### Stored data

____________

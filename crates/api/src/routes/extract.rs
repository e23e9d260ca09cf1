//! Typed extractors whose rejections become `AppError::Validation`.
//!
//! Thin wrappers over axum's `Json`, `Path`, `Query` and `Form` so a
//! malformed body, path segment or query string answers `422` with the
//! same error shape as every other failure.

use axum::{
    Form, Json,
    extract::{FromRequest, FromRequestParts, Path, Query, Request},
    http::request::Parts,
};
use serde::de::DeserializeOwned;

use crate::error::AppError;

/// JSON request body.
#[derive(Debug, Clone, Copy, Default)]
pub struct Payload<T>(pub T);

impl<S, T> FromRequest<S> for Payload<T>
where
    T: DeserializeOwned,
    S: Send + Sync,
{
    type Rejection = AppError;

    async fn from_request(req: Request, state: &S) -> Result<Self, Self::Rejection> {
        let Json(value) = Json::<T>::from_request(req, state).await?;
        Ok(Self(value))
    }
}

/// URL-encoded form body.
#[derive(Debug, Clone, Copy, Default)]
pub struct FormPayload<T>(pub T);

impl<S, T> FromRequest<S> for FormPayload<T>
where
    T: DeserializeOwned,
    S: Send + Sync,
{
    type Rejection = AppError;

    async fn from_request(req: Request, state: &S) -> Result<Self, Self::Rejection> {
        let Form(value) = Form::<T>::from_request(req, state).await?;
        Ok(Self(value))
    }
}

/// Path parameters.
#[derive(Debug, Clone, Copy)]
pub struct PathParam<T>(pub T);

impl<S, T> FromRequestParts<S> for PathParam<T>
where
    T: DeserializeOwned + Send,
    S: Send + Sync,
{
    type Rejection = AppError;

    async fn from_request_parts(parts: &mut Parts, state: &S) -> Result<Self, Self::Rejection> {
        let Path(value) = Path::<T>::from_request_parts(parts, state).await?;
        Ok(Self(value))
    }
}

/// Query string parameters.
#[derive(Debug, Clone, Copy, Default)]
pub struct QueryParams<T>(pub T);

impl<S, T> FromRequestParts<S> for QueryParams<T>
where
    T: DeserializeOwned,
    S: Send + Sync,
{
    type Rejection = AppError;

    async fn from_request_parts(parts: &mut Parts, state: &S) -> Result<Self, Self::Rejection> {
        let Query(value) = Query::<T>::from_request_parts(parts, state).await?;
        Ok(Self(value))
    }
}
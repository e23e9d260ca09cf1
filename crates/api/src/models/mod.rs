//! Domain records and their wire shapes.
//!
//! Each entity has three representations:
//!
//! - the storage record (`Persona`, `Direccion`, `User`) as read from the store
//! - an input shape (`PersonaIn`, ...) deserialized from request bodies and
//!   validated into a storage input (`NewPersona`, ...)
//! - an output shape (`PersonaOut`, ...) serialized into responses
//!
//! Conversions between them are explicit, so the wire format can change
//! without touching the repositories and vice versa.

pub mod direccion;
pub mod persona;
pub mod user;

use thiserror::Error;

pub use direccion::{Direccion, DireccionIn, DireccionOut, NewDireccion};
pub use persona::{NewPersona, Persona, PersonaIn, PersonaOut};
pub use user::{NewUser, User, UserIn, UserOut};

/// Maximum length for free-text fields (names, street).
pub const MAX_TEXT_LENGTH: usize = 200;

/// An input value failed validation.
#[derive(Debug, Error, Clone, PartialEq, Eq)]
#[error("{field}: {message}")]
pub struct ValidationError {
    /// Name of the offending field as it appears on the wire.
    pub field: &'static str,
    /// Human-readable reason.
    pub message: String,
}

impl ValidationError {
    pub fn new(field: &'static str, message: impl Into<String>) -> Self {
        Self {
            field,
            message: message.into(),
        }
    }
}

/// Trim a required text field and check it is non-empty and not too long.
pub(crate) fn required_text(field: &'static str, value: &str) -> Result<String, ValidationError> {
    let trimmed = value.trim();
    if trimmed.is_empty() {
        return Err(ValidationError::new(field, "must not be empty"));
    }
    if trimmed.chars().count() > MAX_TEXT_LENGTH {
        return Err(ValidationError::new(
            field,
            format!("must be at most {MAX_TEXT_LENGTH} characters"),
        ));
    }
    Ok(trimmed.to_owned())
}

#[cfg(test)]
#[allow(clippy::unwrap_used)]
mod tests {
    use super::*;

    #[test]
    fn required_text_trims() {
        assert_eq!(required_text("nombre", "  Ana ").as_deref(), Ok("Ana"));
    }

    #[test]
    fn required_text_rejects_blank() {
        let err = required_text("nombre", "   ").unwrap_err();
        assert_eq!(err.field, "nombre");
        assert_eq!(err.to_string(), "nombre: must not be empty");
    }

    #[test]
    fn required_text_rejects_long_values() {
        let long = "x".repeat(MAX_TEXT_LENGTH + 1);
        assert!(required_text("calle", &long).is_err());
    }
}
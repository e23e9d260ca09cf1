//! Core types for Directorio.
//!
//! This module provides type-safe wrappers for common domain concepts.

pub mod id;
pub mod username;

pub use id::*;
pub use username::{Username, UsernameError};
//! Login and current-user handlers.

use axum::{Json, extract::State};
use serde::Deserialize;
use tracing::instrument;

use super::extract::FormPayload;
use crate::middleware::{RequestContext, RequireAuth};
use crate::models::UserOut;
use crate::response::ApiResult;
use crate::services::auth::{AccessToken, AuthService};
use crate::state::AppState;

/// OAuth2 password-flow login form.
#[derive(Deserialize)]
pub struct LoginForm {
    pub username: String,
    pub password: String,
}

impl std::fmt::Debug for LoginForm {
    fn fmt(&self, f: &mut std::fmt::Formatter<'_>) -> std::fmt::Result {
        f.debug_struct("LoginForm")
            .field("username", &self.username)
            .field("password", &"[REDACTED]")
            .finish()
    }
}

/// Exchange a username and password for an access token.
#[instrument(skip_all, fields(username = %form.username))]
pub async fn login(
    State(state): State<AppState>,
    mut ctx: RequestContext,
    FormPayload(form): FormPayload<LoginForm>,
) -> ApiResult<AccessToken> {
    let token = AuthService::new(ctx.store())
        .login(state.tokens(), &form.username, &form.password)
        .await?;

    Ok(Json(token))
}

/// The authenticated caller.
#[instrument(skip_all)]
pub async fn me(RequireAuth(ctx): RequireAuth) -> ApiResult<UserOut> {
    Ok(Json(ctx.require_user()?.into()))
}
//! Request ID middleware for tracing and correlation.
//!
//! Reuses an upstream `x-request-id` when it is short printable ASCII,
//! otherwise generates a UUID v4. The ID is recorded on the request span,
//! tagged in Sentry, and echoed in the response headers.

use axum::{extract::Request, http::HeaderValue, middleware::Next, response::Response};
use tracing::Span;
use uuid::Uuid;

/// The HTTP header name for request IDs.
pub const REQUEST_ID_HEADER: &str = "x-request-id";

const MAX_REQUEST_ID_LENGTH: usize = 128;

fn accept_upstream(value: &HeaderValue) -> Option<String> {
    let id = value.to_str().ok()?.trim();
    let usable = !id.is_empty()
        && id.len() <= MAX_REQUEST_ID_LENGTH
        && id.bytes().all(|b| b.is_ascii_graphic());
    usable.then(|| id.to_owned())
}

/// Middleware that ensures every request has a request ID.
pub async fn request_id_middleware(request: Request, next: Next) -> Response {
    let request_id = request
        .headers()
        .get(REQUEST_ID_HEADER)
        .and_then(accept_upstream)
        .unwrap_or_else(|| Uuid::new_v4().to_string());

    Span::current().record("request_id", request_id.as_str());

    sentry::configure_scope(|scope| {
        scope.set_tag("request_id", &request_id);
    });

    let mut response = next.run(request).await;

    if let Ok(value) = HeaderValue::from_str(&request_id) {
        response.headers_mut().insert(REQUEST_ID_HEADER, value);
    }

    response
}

____________

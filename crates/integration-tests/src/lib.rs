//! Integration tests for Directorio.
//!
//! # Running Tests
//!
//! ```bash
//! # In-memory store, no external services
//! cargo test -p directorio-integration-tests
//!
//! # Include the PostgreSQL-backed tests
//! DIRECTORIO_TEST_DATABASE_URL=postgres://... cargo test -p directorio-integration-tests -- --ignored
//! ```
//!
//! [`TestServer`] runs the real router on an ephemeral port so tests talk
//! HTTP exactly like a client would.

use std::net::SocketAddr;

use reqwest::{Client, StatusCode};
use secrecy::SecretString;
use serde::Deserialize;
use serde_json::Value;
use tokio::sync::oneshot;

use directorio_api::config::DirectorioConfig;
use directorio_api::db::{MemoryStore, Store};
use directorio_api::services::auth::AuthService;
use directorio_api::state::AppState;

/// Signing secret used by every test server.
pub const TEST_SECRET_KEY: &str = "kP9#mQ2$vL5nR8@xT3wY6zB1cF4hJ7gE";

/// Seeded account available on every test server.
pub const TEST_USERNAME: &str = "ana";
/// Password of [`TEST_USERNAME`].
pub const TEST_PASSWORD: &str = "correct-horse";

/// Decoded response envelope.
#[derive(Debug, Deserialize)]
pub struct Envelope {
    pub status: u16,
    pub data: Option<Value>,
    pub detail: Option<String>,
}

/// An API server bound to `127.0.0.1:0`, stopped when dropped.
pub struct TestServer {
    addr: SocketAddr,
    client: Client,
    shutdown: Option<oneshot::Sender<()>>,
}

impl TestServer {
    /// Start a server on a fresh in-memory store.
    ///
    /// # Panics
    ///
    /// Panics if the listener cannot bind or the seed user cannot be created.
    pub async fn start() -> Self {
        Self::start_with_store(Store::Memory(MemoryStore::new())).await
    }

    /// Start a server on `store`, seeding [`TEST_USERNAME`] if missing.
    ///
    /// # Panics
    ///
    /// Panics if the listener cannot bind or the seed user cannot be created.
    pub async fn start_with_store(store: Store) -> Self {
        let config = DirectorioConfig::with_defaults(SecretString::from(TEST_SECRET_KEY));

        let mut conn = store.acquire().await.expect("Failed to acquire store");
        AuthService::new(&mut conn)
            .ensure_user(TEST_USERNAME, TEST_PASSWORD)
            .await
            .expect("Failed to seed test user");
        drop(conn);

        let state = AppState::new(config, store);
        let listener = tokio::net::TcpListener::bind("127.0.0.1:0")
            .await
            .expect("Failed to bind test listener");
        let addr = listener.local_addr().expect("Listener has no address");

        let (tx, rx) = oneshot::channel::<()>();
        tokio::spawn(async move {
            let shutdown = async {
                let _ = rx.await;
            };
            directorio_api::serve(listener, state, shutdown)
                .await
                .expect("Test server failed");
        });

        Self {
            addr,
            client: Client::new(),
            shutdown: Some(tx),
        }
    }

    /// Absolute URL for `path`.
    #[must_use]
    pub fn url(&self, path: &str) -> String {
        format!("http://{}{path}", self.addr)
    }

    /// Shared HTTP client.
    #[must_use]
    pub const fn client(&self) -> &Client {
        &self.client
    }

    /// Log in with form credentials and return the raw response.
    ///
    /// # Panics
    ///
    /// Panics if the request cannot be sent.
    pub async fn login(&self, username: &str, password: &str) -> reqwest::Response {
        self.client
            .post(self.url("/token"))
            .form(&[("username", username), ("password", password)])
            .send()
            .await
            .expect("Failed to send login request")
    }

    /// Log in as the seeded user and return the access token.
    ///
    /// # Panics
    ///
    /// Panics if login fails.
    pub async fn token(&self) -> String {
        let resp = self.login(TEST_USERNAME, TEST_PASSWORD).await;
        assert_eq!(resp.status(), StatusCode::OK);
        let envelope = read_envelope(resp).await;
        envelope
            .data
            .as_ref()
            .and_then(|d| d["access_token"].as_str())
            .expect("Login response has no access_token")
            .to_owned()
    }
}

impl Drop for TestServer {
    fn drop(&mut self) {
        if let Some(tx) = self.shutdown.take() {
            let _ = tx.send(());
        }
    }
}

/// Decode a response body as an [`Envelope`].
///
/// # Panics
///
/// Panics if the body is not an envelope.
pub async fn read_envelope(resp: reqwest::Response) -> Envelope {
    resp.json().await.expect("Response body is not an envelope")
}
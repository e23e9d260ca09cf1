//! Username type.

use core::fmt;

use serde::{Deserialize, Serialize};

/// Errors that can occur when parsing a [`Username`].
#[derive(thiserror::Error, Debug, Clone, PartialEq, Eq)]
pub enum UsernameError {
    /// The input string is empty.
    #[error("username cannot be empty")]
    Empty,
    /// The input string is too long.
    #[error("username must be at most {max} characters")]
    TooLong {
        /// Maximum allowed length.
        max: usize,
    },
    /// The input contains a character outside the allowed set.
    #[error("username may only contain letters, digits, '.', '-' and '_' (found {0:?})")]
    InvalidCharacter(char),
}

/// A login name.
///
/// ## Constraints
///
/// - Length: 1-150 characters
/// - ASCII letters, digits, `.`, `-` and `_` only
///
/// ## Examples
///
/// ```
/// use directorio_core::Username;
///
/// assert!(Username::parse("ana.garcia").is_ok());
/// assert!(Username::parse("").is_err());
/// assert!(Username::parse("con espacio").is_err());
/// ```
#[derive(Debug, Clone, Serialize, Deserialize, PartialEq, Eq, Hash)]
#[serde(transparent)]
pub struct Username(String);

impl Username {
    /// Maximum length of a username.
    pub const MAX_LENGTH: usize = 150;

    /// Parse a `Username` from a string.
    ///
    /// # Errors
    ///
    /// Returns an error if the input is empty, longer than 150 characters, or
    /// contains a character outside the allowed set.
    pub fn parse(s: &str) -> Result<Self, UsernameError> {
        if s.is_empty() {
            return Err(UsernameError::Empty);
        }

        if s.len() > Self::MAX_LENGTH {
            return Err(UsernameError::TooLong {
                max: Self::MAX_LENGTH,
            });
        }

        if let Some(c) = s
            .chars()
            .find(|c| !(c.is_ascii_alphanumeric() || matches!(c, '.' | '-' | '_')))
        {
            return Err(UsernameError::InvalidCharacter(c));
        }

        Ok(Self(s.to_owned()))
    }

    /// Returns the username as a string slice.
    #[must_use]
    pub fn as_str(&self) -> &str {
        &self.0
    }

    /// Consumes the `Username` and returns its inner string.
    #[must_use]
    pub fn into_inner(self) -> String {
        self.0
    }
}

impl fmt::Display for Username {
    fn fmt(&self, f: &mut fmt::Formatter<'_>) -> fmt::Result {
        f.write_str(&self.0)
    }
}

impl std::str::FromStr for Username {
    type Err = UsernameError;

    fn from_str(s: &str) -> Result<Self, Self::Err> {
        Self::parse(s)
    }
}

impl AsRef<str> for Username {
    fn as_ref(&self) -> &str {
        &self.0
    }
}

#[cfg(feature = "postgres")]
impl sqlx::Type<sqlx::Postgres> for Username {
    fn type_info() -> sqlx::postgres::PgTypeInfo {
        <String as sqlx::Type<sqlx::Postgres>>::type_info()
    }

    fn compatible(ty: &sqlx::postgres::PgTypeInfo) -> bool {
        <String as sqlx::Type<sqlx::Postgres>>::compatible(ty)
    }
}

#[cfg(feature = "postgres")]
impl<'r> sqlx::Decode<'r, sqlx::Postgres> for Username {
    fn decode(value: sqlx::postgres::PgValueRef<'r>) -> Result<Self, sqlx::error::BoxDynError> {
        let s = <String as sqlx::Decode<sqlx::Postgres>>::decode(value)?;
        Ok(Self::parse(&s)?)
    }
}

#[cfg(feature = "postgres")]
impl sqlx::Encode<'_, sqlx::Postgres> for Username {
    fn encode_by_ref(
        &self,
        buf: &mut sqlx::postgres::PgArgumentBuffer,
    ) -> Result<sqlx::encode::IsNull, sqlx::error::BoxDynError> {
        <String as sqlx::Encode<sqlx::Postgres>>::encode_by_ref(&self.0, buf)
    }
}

____________

### YOUR INSTRUCTIONS
Which lines of the entries above contain the word "message"? Copy each of them.

### RESPONSE
#[error("{field}: {message}")]
    pub message: String,
    pub fn new(field: &'static str, message: impl Into<String>) -> Self {
            message: message.into(),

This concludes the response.